Судно «Пандора», которое приобрел Брусилов, было парусно-моторной шхуной, построенной английским Адмиралтейством в 1867 году. Оно было в прекрасном состоянии, требовалось только дооборудовать его для зверобойного промысла. В честь своей тетушки и в благодарность за ее участие Георгий Львович дал ему имя «Святая Анна».
Между тем из-за спешки, а также из-за отсутствия опыта в делах такого рода, были упущены из виду многие об стоятельства. Большая ошибка участников этого предприятия заключалась в том, что они не смогли рассчитать необходимые расходы и сопоставить их с имеющимися возможностями. Так, «затруднение в деньгах» вынудило ограничиться приобретением одной шхуны, вместо двух, запланированных ранее. Потратив имевшуюся определенную сумму на ее покупку и оборудование, Борис Алексеевич, финансировавший экспедицию, оказался перед необходимостью дожидаться поступления средств из других источников, например, от доходов с имения, которые он мог получать постепенно и нерегулярно. Но от того, вовремя ли поступают деньги, зависели организация и успех всего дела, и постоянные задержки очень тяготили Брусилова.
У Бориса Алексеевича были записаны все его расходы, связанные с экспедицией: «февраль — Юре на дорогу 1160 руб; послано в Лондон 300 руб; покупка Пандоры 20000 руб; Андрееву 500 руб.» Затем в маеиюне и июле «Юре в Лондон» еще 33 440 рублей. В августе он перевел в Трондхейм 4000 рублей для подготовки к «китобойному и зверобойному делу», и 5380 рублей — в Александровск. Записаны и другие траты, в том числе «в разное время 20 000 рублей». «Всего 89 396 рублей» [20].
Была еще одна проблема.
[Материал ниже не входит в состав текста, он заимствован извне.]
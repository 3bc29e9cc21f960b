//! Latency delivery to external time-series stores.
//!
//! A [`MetricsSink`] receives one latency sample per completed request cycle.
//! Two wire formats are supported and picked once at startup from
//! [`SinkTarget::kind`]:
//!
//! - [`LineProtocolSink`]: one ILP line over a fresh TCP connection (QuestDB).
//! - [`PrometheusPushSink`]: text-exposition push over HTTP (VictoriaMetrics).
//!
//! Sinks never retry and never batch; callers log failures and move on.
pub mod config;
mod format;
mod line_protocol;
mod prometheus;


use std::sync::Arc;

use async_trait::async_trait;

use crate::args::SinkKind;
use crate::error::SinkError;

pub use config::{
    DEFAULT_LINE_ADDRESS, DEFAULT_PROMETHEUS_URL, DEFAULT_SINK_TIMEOUT, SinkTarget,
    default_sink_address,
};
pub use format::{format_line_protocol, format_prometheus};
pub use line_protocol::LineProtocolSink;
pub use prometheus::PrometheusPushSink;

/// Measurement name shared by both wire formats.
pub const MEASUREMENT: &str = "request_times";
/// Field/label name carrying the latency value.
pub const DURATION_FIELD: &str = "duration";

#[async_trait]
pub trait MetricsSink: Send + Sync {
    /// Deliver one latency sample, in seconds.
    ///
    /// # Errors
    ///
    /// Returns an error when the sample could not be delivered within the
    /// sink deadline or the store rejected it.
    async fn report(&self, duration_seconds: f64) -> Result<(), SinkError>;
}

/// Builds the sink selected by `target`.
///
/// # Errors
///
/// Returns an error when the Prometheus URL is invalid or its HTTP client
/// cannot be built.
pub fn build_sink(target: &SinkTarget) -> Result<Arc<dyn MetricsSink>, SinkError> {
    let sink: Arc<dyn MetricsSink> = match target.kind {
        SinkKind::Line => Arc::new(LineProtocolSink::new(&target.address, target.timeout)),
        SinkKind::Prometheus => Arc::new(PrometheusPushSink::new(&target.address, target.timeout)?),
    };
    Ok(sink)
}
Отправляясь в Лондон покупать судно, Брусилов не взял у Анны Николаевны доверенности и оформил покупку на свое имя, что очень ей не понравилось и дало повод закрепить деловые отношения с племянником в письменной форме. Непосредственно перед началом экспедиции в июле 1912 года между сторонами был заключен Контракт, довольно жесткий по отношению к Георгию Львовичу. Анна Николаевна фактически нанимала его для того, чтобы он занялся промыслом и торговлей, ограничив при этом рядом условий [21].
Договаривающиеся стороны представляли: «поверенный жены своей Анны Николаевны Брусиловой действительный Статский Советник Борис Алексеевич Брусилов с одной стороны, а с другой лейтенант флота Георгий Львович Брусилов» .
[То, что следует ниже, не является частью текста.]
use std::time::Duration;

use serde::Deserialize;

use crate::args::{PositiveUsize, SinkKind};
use crate::args::parsers::parse_duration_value;
use crate::error::ValidationError;
use crate::http::EndpointTarget;
use crate::payload::PayloadConfig;
use crate::sinks::SinkTarget;

pub const DEFAULT_WORKERS: usize = 10;
/// Upper bound on the worker count; the job queue and metrics channel are
/// sized from it.
pub const MAX_WORKERS_LIMIT: usize = 10_000;

pub(crate) const fn check_worker_count(
    workers: PositiveUsize,
) -> Result<PositiveUsize, ValidationError> {
    if workers.get() > MAX_WORKERS_LIMIT {
        Err(ValidationError::ValueTooLarge {
            max: MAX_WORKERS_LIMIT,
        })
    } else {
        Ok(workers)
    }
}

/// On-disk configuration (`.toml` or `.json`). Every field is optional.
#[derive(Debug, Default, Deserialize)]
#[serde(deny_unknown_fields)]
pub struct ConfigFile {
    pub workers: Option<usize>,
    pub target_url: Option<String>,
    pub sink: Option<SinkKind>,
    pub sink_address: Option<String>,
    pub sink_timeout: Option<DurationValue>,
    pub request_timeout: Option<DurationValue>,
    pub summary_interval: Option<DurationValue>,
    pub duration: Option<DurationValue>,
    pub id_length: Option<usize>,
    pub max_slots: Option<usize>,
    pub seed: Option<u64>,
}

#[derive(Debug, Clone, Deserialize, PartialEq, Eq)]
#[serde(untagged)]
pub enum DurationValue {
    Seconds(u64),
    Text(String),
}

impl DurationValue {
    pub(crate) fn to_duration(&self) -> Result<Duration, ValidationError> {
        match self {
            DurationValue::Seconds(secs) => {
                if *secs == 0 {
                    Err(ValidationError::DurationZero)
                } else {
                    Ok(Duration::from_secs(*secs))
                }
            }
            DurationValue::Text(text) => parse_duration_value(text),
        }
    }
}

/// Fully resolved, immutable run configuration.
#[derive(Debug, Clone, PartialEq)]
pub struct LoaderConfig {
    pub workers: PositiveUsize,
    pub target: EndpointTarget,
    pub sink: SinkTarget,
    pub payload: PayloadConfig,
    pub request_timeout: Duration,
    pub summary_interval: Duration,
    /// Stop on its own after this long; `None` runs until a signal arrives.
    pub duration: Option<Duration>,
    pub seed: Option<u64>,
}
Первый пункт четко определял цели, на которые Анна Николаевна согласна выделить средства: «для открытия и производства звероловного промысла и торговли законом дозволенными товарами в пределах Ледовитого океана, Сибири и других мест».
Согласно Контракту Георгий Брусилов имел «нижеследующие обязанности пред Анною Николаевною Брусиловою»:
«При первой же возможности и не далее трех месяцев от сего числа, переуступить Анне Николаевне Брусиловой, в полную ее собственность приобретенную на ее деньги шхуну безвозмездно, а также и весь принадлежащий к этой шхуне инвентарь;
принять на себя заведование промыслом и торговлею, с полной ответственностью перед нею, Брусиловою, и перед Правительственными властями, с обязанностью давать ей, Анне Николаевне Брусиловой, по ее требованию отчет о ходе предприятия и торговли и о приходнорасходных суммах;
не предпринимать никаких операций по управлению промыслом и торговлею, без предварительной сметы сих операций, одобренных и подписанных Анною Николаевною Брусиловою»;
в случае ее возражений по такой смете, и «вообще каких либо указаний со стороны ея, обязуюсь таковым указаниям подчиняться, а генеральный баланс представить ей, Брусиловой, к концу года точный и самый подробный, подтверждаемый книгами и наличными документами;
нанимать надлежащий экипаж для означенной шхуны с возможною осторожностью в выборе людей и вообще охранять шхуну от могущих быть несчастий, равно и перевозимый на ней товар; вообще я, Георгий Брусилов, обязуюсь вести порученное мне дело со всевозможной предусмотрительностью и экономиею».
Что касается денежных операций и отчетов по ним, то здесь все понятно. Но то, что необходимость быть осторожным и предусмотрительным выделялись в специальный пункт Контракта, показывает, как хорошо Анна Николаевна знала своего племянника и таким предупреждением, видимо, хотела уберечь его от непродуманных и импульсивных решений.
Своими обязательствами Анна Николаевна сочла следующие:
«Выдавать Георгию Брусилову денежные суммы на предстоящие расходы по утвержденной ею смете. Если бы по требовалась надобность в экстренных расходах, необходимых для пользы дела, както на ремонт шхуны и тому подо бного», то Георгий Брусилов имеет право просить «о высылке необходимой для того суммы, но ни в коем случае не кредитоваться от имени Анны Николаевны Брусиловой и все расчеты производить наличными деньгами».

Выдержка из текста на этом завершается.